— Input records —
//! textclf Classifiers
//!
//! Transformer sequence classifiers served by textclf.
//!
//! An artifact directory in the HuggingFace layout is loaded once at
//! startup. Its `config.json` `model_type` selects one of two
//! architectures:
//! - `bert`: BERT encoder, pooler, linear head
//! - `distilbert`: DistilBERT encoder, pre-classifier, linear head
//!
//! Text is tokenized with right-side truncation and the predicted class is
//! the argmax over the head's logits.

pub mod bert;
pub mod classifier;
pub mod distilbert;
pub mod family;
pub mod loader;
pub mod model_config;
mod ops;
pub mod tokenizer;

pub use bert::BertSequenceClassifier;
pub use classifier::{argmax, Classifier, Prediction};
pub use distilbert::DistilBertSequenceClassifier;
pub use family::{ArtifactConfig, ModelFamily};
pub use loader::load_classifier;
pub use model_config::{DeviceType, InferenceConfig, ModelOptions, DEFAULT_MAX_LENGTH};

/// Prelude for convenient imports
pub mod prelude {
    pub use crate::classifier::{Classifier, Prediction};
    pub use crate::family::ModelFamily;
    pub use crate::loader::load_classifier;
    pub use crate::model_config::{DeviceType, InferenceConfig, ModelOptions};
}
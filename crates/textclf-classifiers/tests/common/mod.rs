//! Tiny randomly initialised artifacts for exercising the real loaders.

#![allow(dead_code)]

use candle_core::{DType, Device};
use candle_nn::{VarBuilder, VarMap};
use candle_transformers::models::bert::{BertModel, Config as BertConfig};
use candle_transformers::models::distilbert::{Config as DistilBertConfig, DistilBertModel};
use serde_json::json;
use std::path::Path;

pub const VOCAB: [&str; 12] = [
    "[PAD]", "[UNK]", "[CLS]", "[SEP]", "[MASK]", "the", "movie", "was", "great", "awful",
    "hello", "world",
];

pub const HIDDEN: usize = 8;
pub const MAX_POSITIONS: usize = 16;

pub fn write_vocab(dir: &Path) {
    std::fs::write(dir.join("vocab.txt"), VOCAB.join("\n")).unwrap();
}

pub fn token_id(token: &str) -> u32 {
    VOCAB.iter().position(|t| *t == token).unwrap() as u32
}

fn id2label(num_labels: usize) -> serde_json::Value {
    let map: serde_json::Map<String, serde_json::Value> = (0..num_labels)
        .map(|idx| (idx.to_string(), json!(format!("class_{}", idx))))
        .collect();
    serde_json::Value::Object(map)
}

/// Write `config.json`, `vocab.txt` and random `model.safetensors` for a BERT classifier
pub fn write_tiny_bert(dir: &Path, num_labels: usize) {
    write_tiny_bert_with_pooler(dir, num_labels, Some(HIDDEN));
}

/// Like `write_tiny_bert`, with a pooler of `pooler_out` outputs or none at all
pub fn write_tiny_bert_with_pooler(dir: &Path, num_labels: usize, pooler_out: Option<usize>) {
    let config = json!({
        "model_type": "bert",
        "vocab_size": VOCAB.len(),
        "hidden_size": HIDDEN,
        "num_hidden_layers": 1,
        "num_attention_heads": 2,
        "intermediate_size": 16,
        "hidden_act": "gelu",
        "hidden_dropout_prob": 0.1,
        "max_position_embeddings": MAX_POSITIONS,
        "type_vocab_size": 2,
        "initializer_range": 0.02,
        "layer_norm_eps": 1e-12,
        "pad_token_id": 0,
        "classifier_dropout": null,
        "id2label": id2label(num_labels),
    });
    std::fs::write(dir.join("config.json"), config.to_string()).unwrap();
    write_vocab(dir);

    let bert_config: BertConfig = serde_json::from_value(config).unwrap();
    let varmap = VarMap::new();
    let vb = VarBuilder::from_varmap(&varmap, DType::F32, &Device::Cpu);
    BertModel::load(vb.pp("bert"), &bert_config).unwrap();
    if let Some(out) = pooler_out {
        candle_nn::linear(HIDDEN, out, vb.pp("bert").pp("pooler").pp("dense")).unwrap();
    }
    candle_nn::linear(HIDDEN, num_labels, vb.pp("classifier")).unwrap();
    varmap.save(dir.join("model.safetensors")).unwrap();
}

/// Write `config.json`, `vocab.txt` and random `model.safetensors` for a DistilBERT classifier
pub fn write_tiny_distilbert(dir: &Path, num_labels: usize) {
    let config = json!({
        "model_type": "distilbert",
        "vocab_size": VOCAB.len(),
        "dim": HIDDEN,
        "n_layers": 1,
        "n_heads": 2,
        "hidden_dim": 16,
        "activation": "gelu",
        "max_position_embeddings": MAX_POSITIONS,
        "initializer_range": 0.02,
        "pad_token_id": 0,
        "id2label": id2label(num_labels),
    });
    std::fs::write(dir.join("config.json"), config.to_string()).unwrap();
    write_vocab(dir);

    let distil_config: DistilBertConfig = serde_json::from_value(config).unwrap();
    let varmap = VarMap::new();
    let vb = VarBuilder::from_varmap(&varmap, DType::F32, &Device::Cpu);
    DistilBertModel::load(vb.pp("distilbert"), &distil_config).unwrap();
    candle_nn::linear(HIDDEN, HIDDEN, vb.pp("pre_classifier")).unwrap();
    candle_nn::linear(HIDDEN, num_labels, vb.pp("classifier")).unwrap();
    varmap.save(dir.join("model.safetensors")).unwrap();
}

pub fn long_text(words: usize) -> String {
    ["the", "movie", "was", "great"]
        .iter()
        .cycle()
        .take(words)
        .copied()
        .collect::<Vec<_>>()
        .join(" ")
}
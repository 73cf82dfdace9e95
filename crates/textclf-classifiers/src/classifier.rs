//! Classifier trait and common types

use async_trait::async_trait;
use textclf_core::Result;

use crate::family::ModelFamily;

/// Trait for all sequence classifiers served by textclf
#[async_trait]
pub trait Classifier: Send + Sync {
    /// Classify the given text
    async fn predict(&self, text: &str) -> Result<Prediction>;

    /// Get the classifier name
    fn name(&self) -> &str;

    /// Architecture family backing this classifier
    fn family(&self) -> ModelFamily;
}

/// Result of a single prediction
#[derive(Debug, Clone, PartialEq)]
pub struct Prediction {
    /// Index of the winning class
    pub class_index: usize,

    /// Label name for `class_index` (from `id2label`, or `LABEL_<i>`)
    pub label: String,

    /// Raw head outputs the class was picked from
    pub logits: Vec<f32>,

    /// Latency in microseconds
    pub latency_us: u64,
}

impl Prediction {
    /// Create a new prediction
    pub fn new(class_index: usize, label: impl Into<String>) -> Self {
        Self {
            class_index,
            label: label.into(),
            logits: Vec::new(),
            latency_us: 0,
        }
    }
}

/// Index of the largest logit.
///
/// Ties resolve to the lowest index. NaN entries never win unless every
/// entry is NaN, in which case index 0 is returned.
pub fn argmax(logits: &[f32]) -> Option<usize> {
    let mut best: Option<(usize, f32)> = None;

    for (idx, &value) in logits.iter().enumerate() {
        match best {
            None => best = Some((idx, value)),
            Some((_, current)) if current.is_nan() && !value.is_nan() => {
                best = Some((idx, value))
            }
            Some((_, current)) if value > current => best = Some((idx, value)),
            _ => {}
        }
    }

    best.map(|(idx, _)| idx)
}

— Task instructions —
Find the line that contains "pub fn new(class_index: usize, label: impl". Restate it and all lines after it exactly, ending with the final line of the data.

— Answer box —
    pub fn new(class_index: usize, label: impl Into<String>) -> Self {
        Self {
            class_index,
            label: label.into(),
            logits: Vec::new(),
            latency_us: 0,
        }
    }
}

/// Index of the largest logit.
///
/// Ties resolve to the lowest index. NaN entries never win unless every
/// entry is NaN, in which case index 0 is returned.
pub fn argmax(logits: &[f32]) -> Option<usize> {
    let mut best: Option<(usize, f32)> = None;

    for (idx, &value) in logits.iter().enumerate() {
        match best {
            None => best = Some((idx, value)),
            Some((_, current)) if current.is_nan() && !value.is_nan() => {
                best = Some((idx, value))
            }
            Some((_, current)) if value > current => best = Some((idx, value)),
            _ => {}
        }
    }

    best.map(|(idx, _)| idx)
}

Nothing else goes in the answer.